* _EXERCISE AIM_
Count how many lines of the material hold "used". Respond with that number alone.

* _RAW DATA_
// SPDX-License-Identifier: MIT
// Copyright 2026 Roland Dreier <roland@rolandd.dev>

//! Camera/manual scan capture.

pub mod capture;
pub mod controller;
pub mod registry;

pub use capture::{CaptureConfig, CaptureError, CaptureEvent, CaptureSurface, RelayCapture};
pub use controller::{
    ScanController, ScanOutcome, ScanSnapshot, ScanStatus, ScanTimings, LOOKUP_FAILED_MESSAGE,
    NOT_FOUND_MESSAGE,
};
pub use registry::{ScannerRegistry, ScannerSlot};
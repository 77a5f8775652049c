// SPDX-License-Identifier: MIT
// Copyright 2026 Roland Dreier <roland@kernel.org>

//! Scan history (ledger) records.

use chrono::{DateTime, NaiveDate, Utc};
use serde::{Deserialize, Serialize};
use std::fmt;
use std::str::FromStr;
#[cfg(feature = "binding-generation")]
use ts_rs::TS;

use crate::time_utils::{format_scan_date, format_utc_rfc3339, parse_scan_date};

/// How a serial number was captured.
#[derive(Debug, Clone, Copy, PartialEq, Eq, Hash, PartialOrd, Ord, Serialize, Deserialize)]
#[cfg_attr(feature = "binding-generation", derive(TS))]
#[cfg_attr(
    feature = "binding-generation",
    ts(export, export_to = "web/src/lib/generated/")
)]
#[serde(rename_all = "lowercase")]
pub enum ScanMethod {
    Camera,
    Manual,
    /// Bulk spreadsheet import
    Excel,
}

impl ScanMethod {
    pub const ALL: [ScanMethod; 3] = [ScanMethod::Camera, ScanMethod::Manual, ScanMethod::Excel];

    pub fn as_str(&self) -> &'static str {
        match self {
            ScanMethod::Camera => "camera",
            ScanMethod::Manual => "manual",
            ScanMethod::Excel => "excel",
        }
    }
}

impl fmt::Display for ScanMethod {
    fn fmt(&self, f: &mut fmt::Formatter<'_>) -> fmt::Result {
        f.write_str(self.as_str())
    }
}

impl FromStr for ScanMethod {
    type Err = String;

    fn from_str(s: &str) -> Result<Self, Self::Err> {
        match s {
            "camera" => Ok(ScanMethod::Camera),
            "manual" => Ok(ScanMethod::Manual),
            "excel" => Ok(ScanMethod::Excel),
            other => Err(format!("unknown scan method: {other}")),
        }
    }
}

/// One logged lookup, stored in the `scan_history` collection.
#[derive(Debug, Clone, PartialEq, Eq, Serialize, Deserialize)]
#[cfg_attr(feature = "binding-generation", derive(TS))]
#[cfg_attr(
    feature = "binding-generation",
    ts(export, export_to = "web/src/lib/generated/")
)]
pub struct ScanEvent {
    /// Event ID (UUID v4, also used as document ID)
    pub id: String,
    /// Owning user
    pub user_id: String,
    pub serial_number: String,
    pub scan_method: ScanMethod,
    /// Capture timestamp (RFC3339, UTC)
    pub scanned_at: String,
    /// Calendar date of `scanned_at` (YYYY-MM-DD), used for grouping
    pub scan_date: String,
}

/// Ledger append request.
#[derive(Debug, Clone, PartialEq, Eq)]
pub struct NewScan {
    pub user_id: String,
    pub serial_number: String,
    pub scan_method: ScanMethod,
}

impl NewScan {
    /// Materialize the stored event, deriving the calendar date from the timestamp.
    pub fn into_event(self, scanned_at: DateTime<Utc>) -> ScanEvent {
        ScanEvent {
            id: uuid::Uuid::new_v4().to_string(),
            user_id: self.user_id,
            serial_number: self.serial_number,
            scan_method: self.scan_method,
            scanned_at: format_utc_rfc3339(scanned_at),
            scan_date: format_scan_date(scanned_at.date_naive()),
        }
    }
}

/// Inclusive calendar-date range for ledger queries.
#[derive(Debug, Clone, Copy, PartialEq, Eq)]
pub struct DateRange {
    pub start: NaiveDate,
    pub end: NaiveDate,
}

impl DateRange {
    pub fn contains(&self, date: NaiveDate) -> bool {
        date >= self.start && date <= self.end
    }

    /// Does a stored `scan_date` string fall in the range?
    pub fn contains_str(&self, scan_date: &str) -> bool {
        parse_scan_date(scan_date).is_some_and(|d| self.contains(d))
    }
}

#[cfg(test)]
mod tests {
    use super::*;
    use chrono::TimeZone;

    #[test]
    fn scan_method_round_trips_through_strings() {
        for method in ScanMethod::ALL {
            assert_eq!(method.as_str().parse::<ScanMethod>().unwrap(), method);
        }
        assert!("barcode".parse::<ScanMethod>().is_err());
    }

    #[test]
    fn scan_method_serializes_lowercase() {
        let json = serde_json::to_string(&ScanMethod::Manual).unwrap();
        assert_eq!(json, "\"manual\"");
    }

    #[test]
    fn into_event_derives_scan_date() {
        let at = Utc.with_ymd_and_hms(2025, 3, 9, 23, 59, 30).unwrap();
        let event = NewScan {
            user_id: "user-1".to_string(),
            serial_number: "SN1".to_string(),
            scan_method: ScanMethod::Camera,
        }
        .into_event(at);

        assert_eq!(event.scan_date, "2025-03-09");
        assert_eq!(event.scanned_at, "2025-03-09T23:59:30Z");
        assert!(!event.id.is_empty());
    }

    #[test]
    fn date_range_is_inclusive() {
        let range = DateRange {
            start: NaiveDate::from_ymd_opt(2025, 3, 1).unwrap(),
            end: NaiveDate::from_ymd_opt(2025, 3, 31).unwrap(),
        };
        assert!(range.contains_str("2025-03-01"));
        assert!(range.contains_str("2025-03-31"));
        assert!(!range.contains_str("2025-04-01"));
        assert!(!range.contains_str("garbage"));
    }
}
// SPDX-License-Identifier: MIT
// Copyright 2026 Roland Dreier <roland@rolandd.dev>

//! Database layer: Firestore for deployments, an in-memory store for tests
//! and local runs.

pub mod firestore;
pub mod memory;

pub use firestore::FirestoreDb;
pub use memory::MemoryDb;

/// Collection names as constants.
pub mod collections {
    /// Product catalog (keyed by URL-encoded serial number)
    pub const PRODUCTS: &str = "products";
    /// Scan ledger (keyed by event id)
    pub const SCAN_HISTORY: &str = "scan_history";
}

* _SOLUTION FOR THIS TASK_
2